Turquie : un marché à fort potentiel mais faible lisibilité
La Turquie a d’importants besoins en viande bovine, qui seront durables dans le temps. Cependant, le pays est à
la recherche d’un équilibre entre le soutien aux producteurs, l’autonomie nationale en viande, et le maintien d’un niveau acceptable du prix de la viande pour les consommateurs.

Depuis 2001, la Turquie est en profonde transformation. Les investissements dans la filière viande sont de plus en plus importants », a expliqué Murat Yörük, président de la fédération turque des producteurs et industriels du lait et de la viande turcs (SETBIR), à l’occasion de l’assemblée générale de l’Union européenne du commerce du bétail et de la viande (UECBV) qui s’est tenue à Izmir en septembre. « Il existe une complémentarité entre la Turquie et l’Union européenne dans le secteur bétail et viande et les deux parties souhaitent approfondir leur coopération. »
Si la filière viande bovine turque repose d’abord sur l’abattage des vaches de réforme laitières, des ateliers spécialisés d’engraissement de grande taille se développent, essentiellement sur le littoral, intégrés à des entreprises d’abattage et/ou de distribution. Un atelier de 48 000 places fait figure d’exception, mais il existe aussi un atelier de 25 000 places, un de 15 000 places et puis environ une dizaine d’autres de plusieurs milliers de places. Ils sont situés près des métropoles de l’Ouest du pays. Rappelons qu’Istanbul compte environ 16 millions d’habitants…
Un savoir-faire, une capacité d’investissement…
Les professionnels turcs ont le savoir-faire, un climat favorable, la capacité d’investissement et possèdent la fibre de l’engraissement. Même si le taux de croissance du PIB a fortement ralenti depuis deux ans (2,2 % en 2012), il a été très important à plus de 7 % par an depuis 2002 et la population est jeune.
La productivité des élevages est en moyenne trois fois moins forte qu’en Europe, mais elle ne cesse d’augmenter. Les poids de carcasse moyens, autour de 200 kilos, ont par exemple augmenté de 20 % sur ces dernières années. « Nous voulons encore améliorer le niveau de productivité en viande des animaux », expliquait Tunç Tuncer, directeur général de Pinar Meat, un grand groupe industriel engagé dans la filière devant l’UECBV. Et l’adoption du classement des carcasses apporterait un progrès important pour la valorisation des animaux.
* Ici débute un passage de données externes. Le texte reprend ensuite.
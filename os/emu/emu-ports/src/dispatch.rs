//! # Dispatch Entry Points
//!
//! Every emulated `in`/`out` lands here. The port's handler is looked up in
//! the map and called at the requested width if it declares that access.
//! Otherwise:
//!
//! * a byte access hits the "not available" stub,
//! * a word access becomes byte accesses at `port` and `port + 1`,
//! * a dword access becomes byte accesses at `port` .. `port + 3`,
//!
//! composed in ascending port order, low byte first. Each byte of a composed
//! access is dispatched on its own and may reach another handler.
//!
//! The trace records the access at the requested width: writes before the
//! handler runs, reads once the value is known.

use crate::access::{Access, StringDirection, Width};
use crate::error::Fatal;
use crate::subsystem::PortSubsystem;

impl PortSubsystem {
    /// # Errors
    /// A [`Fatal`] condition raised by the handler.
    pub fn inb(&mut self, port: u16) -> Result<u8, Fatal> {
        let value = self.byte_in(port)?;
        self.trace.access(port, Access::Read, Width::Byte, u32::from(value));
        Ok(value)
    }

    /// # Errors
    /// A [`Fatal`] condition raised by the handler.
    pub fn outb(&mut self, port: u16, value: u8) -> Result<(), Fatal> {
        self.trace.access(port, Access::Write, Width::Byte, u32::from(value));
        self.byte_out(port, value)
    }

    /// # Errors
    /// A [`Fatal`] condition raised by a handler.
    pub fn inw(&mut self, port: u16) -> Result<u16, Fatal> {
        let handle = self.map.get(port);
        let value = if self.registry.capabilities(handle).read_word() {
            self.registry
                .get_mut(handle)
                .handler
                .read_word(&mut self.gate, port)?
        } else {
            let lo = self.composed_in(port)?;
            let hi = self.composed_in(port.wrapping_add(1))?;
            u16::from_le_bytes([lo, hi])
        };
        self.trace.access(port, Access::Read, Width::Word, u32::from(value));
        Ok(value)
    }

    /// # Errors
    /// A [`Fatal`] condition raised by a handler.
    pub fn outw(&mut self, port: u16, value: u16) -> Result<(), Fatal> {
        self.trace.access(port, Access::Write, Width::Word, u32::from(value));
        let handle = self.map.get(port);
        if self.registry.capabilities(handle).write_word() {
            return self
                .registry
                .get_mut(handle)
                .handler
                .write_word(&mut self.gate, port, value);
        }
        self.composed_write(port, Width::Word, &value.to_le_bytes())
    }

    /// # Errors
    /// A [`Fatal`] condition raised by a handler.
    pub fn ind(&mut self, port: u16) -> Result<u32, Fatal> {
        let handle = self.map.get(port);
        let value = if self.registry.capabilities(handle).read_dword() {
            self.registry
                .get_mut(handle)
                .handler
                .read_dword(&mut self.gate, port)?
        } else {
            let mut bytes = [0u8; 4];
            for (offset, byte) in (0u16..).zip(bytes.iter_mut()) {
                *byte = self.composed_in(port.wrapping_add(offset))?;
            }
            u32::from_le_bytes(bytes)
        };
        self.trace.access(port, Access::Read, Width::Dword, value);
        Ok(value)
    }

    /// # Errors
    /// A [`Fatal`] condition raised by a handler.
    pub fn outd(&mut self, port: u16, value: u32) -> Result<(), Fatal> {
        self.trace.access(port, Access::Write, Width::Dword, value);
        let handle = self.map.get(port);
        if self.registry.capabilities(handle).write_dword() {
            return self
                .registry
                .get_mut(handle)
                .handler
                .write_dword(&mut self.gate, port, value);
        }
        self.composed_write(port, Width::Dword, &value.to_le_bytes())
    }

    pub(crate) fn byte_in(&mut self, port: u16) -> Result<u8, Fatal> {
        let handle = self.map.get(port);
        if !self.registry.capabilities(handle).read_byte() {
            return Ok(self.gate.not_available_inb(port));
        }
        self.registry
            .get_mut(handle)
            .handler
            .read_byte(&mut self.gate, port)
    }

    pub(crate) fn byte_out(&mut self, port: u16, value: u8) -> Result<(), Fatal> {
        let handle = self.map.get(port);
        if !self.registry.capabilities(handle).write_byte() {
            return self.gate.not_available_outb(port, value);
        }
        self.registry
            .get_mut(handle)
            .handler
            .write_byte(&mut self.gate, port, value)
    }

    fn composed_in(&mut self, port: u16) -> Result<u8, Fatal> {
        let value = self.byte_in(port)?;
        self.trace.sub_access(port, Access::Read, value);
        Ok(value)
    }

    /// Byte writes of a `width` write, ascending from `port`.
    fn composed_write(&mut self, port: u16, width: Width, bytes: &[u8]) -> Result<(), Fatal> {
        let outer = self.gate.set_write_width(width);
        let result = (0u16..).zip(bytes).try_for_each(|(offset, &byte)| {
            let port = port.wrapping_add(offset);
            self.trace.sub_access(port, Access::Write, byte);
            self.byte_out(port, byte)
        });
        self.gate.set_write_width(outer);
        result
    }

    // ---------------------------------------------------------------------
    // string I/O

    /// `REP INSB`: one [`inb`](Self::inb) per element of `buf`, walked in
    /// `direction`. Returns the number of bytes transferred.
    ///
    /// # Errors
    /// A [`Fatal`] condition raised by the handler.
    pub fn rep_inb(&mut self, port: u16, buf: &mut [u8], direction: StringDirection) -> Result<usize, Fatal> {
        walk_mut(buf, direction, |slot| {
            *slot = self.inb(port)?;
            Ok(())
        })?;
        Ok(buf.len())
    }

    /// # Errors
    /// A [`Fatal`] condition raised by a handler.
    pub fn rep_inw(&mut self, port: u16, buf: &mut [u16], direction: StringDirection) -> Result<usize, Fatal> {
        walk_mut(buf, direction, |slot| {
            *slot = self.inw(port)?;
            Ok(())
        })?;
        Ok(buf.len() * usize::from(Width::Word.bytes()))
    }

    /// # Errors
    /// A [`Fatal`] condition raised by a handler.
    pub fn rep_ind(&mut self, port: u16, buf: &mut [u32], direction: StringDirection) -> Result<usize, Fatal> {
        walk_mut(buf, direction, |slot| {
            *slot = self.ind(port)?;
            Ok(())
        })?;
        Ok(buf.len() * usize::from(Width::Dword.bytes()))
    }

    /// `REP OUTSB`: one [`outb`](Self::outb) per element of `buf`, walked in
    /// `direction`. Returns the number of bytes transferred.
    ///
    /// # Errors
    /// A [`Fatal`] condition raised by the handler.
    pub fn rep_outb(&mut self, port: u16, buf: &[u8], direction: StringDirection) -> Result<usize, Fatal> {
        walk(buf, direction, |&value| self.outb(port, value))?;
        Ok(buf.len())
    }

    /// # Errors
    /// A [`Fatal`] condition raised by a handler.
    pub fn rep_outw(&mut self, port: u16, buf: &[u16], direction: StringDirection) -> Result<usize, Fatal> {
        walk(buf, direction, |&value| self.outw(port, value))?;
        Ok(buf.len() * usize::from(Width::Word.bytes()))
    }

    /// # Errors
    /// A [`Fatal`] condition raised by a handler.
    pub fn rep_outd(&mut self, port: u16, buf: &[u32], direction: StringDirection) -> Result<usize, Fatal> {
        walk(buf, direction, |&value| self.outd(port, value))?;
        Ok(buf.len() * usize::from(Width::Dword.bytes()))
    }
}

fn walk_mut<T>(
    buf: &mut [T],
    direction: StringDirection,
    step: impl FnMut(&mut T) -> Result<(), Fatal>,
) -> Result<(), Fatal> {
    match direction {
        StringDirection::Forward => buf.iter_mut().try_for_each(step),
        StringDirection::Backward => buf.iter_mut().rev().try_for_each(step),
    }
}

fn walk<T>(
    buf: &[T],
    direction: StringDirection,
    step: impl FnMut(&T) -> Result<(), Fatal>,
) -> Result<(), Fatal> {
    match direction {
        StringDirection::Forward => buf.iter().try_for_each(step),
        StringDirection::Backward => buf.iter().rev().try_for_each(step),
    }
}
Cependant, les coûts de production, surtout alimentaires, sont très importants. « Il est essentiel de valoriser au maximum les matières premières que nous produisons, mais nous avons besoin de subventions pour les cultures fourragères et pour la réhabilitation des prairies de l’Est du pays. » Il est certain que la filière fera le maximum pour essayer d’améliorer l’autonomie alimentaire des élevages, mais la tâche sera rude. La Turquie n’est autosuffisante qu’à hauteur de 50 % pour le tourteau de soja notamment. « Et le pays produit 14 millions de tonnes d’ensilage de maïs, mais on ne pourra pas répondre à la demande qui devrait s’élever à environ 18 millions de tonnes dans deux ans. Il y a énorménent de demandes et pas assez de semences de maïs », explique Dr Alper Önenç, professeur à l’université de Thrace.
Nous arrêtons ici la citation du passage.